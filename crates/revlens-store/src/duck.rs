//! DuckDB storage for analysed reviews.

use std::path::Path;
use std::sync::{Arc, Mutex};

use async_trait::async_trait;
use chrono::{DateTime, Utc};
use duckdb::{Connection, params};
use revlens_core::{KeyPoints, ReviewDraft, ReviewError, ReviewRecord, ReviewStore, Sentiment};
use tracing::{debug, info};

use crate::{StoreError, now_micros};

const SCHEMA: &str = "
CREATE SEQUENCE IF NOT EXISTS reviews_id_seq START 1;
CREATE TABLE IF NOT EXISTS reviews (
    id               BIGINT PRIMARY KEY DEFAULT nextval('reviews_id_seq'),
    review_text      VARCHAR NOT NULL,
    sentiment        VARCHAR NOT NULL CHECK (sentiment IN ('positive', 'negative', 'neutral')),
    confidence_score DOUBLE  NOT NULL CHECK (confidence_score BETWEEN 0 AND 1),
    key_points       VARCHAR NOT NULL,
    created_at       TIMESTAMP NOT NULL
);
";

const INSERT_REVIEW: &str = "
INSERT INTO reviews (review_text, sentiment, confidence_score, key_points, created_at)
VALUES (?, ?, ?, ?, CAST(? AS TIMESTAMP))
RETURNING id";

const SELECT_PAGE: &str = "
SELECT id, review_text, sentiment, confidence_score, key_points, epoch_us(created_at)
FROM reviews
ORDER BY created_at DESC, id DESC
LIMIT ? OFFSET ?";

/// DuckDB-backed [`ReviewStore`].
///
/// One `reviews` table with a sequence-backed surrogate key. Inserts run in a
/// transaction so a rejected row is never visible to `count`/`list`.
///
/// Supports both in-memory (ephemeral) and persistent (file-backed) modes.
/// Use [`open`](Self::open) for in-memory and [`open_persistent`](Self::open_persistent)
/// for file-backed storage that survives across process restarts.
///
/// DuckDB calls block, so each operation runs on tokio's blocking pool with the
/// connection behind a mutex.
#[derive(Clone)]
pub struct DuckStore {
    conn: Arc<Mutex<Connection>>,
}

impl DuckStore {
    /// Open an in-memory DuckDB database.
    pub fn open() -> Result<Self, StoreError> {
        let conn = Connection::open_in_memory()?;
        Self::init(conn)
    }

    /// Open or create a persistent DuckDB database at the given path.
    pub fn open_persistent(path: &Path) -> Result<Self, StoreError> {
        let conn = Connection::open(path)?;
        let store = Self::init(conn)?;
        info!(path = %path.display(), "opened review store");
        Ok(store)
    }

    fn init(conn: Connection) -> Result<Self, StoreError> {
        conn.execute_batch(SCHEMA)?;
        Ok(Self {
            conn: Arc::new(Mutex::new(conn)),
        })
    }

    async fn with_conn<T, F>(&self, f: F) -> Result<T, StoreError>
    where
        T: Send + 'static,
        F: FnOnce(&mut Connection) -> Result<T, StoreError> + Send + 'static,
    {
        let conn = Arc::clone(&self.conn);
        tokio::task::spawn_blocking(move || {
            let mut guard = conn.lock().map_err(|_| StoreError::Poisoned)?;
            f(&mut *guard)
        })
        .await?
    }

    async fn insert(
        &self,
        draft: ReviewDraft,
        created_at: DateTime<Utc>,
    ) -> Result<ReviewRecord, StoreError> {
        self.with_conn(move |conn| {
            let tx = conn.transaction()?;
            let id: i64 = tx.query_row(
                INSERT_REVIEW,
                params![
                    draft.review_text,
                    draft.sentiment.as_str(),
                    draft.confidence_score,
                    draft.key_points.to_json(),
                    created_at.format("%Y-%m-%d %H:%M:%S%.6f").to_string(),
                ],
                |row| row.get(0),
            )?;
            tx.commit()?;
            debug!(id, "inserted review");
            Ok(draft.into_record(id, created_at))
        })
        .await
    }

    /// Number of rows in the `reviews` table.
    pub async fn review_count(&self) -> Result<u64, StoreError> {
        self.with_conn(|conn| count_rows(conn)).await
    }

    /// A window of reviews, newest first, ties broken by id descending.
    pub async fn review_page(
        &self,
        offset: u64,
        limit: u32,
    ) -> Result<Vec<ReviewRecord>, StoreError> {
        self.with_conn(move |conn| select_page(conn, offset, limit)).await
    }

    /// Row count and window read inside one transaction.
    pub async fn review_snapshot(
        &self,
        offset: u64,
        limit: u32,
    ) -> Result<(u64, Vec<ReviewRecord>), StoreError> {
        self.with_conn(move |conn| {
            let tx = conn.transaction()?;
            let total = count_rows(&tx)?;
            let reviews = select_page(&tx, offset, limit)?;
            tx.commit()?;
            Ok((total, reviews))
        })
        .await
    }
}

fn count_rows(conn: &Connection) -> Result<u64, StoreError> {
    let count: i64 = conn.query_row("SELECT count(*) FROM reviews", [], |row| row.get(0))?;
    Ok(count.max(0) as u64)
}

fn select_page(conn: &Connection, offset: u64, limit: u32) -> Result<Vec<ReviewRecord>, StoreError> {
    let offset = i64::try_from(offset).unwrap_or(i64::MAX);
    let mut stmt = conn.prepare(SELECT_PAGE)?;
    let rows = stmt.query_map(params![i64::from(limit), offset], |row| {
        Ok(RawReview {
            id: row.get(0)?,
            review_text: row.get(1)?,
            sentiment: row.get(2)?,
            confidence_score: row.get(3)?,
            key_points: row.get(4)?,
            created_at_us: row.get(5)?,
        })
    })?;

    let mut reviews = Vec::new();
    for row in rows {
        reviews.push(row?.into_record()?);
    }
    Ok(reviews)
}

#[async_trait]
impl ReviewStore for DuckStore {
    async fn create(&self, draft: ReviewDraft) -> Result<ReviewRecord, ReviewError> {
        Ok(self.insert(draft, now_micros()).await?)
    }

    async fn count(&self) -> Result<u64, ReviewError> {
        Ok(self.review_count().await?)
    }

    async fn list(&self, offset: u64, limit: u32) -> Result<Vec<ReviewRecord>, ReviewError> {
        Ok(self.review_page(offset, limit).await?)
    }

    async fn page(
        &self,
        offset: u64,
        limit: u32,
    ) -> Result<(u64, Vec<ReviewRecord>), ReviewError> {
        Ok(self.review_snapshot(offset, limit).await?)
    }
}

/// A `reviews` row before its text columns are decoded.
struct RawReview {
    id: i64,
    review_text: String,
    sentiment: String,
    confidence_score: f64,
    key_points: String,
    created_at_us: i64,
}

impl RawReview {
    fn into_record(self) -> Result<ReviewRecord, StoreError> {
        let id = self.id;
        let corrupt = |reason: String| StoreError::Corrupt { id, reason };

        let sentiment = Sentiment::parse(&self.sentiment)
            .ok_or_else(|| corrupt(format!("unknown sentiment '{}'", self.sentiment)))?;
        let key_points = KeyPoints::from_json(&self.key_points).map_err(|e| corrupt(e.to_string()))?;
        let created_at = DateTime::from_timestamp_micros(self.created_at_us)
            .ok_or_else(|| corrupt(format!("timestamp {} out of range", self.created_at_us)))?;

        Ok(ReviewRecord {
            id,
            review_text: self.review_text,
            sentiment,
            confidence_score: self.confidence_score,
            key_points,
            created_at,
        })
    }
}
========================================
## WHAT IS EXPECTED
Copy out each line of the listing where the string "ReviewStore" appears.

## WRITTEN RESPONSE
use revlens_core::{KeyPoints, ReviewDraft, ReviewError, ReviewRecord, ReviewStore, Sentiment};
/// DuckDB-backed [`ReviewStore`].
impl ReviewStore for DuckStore {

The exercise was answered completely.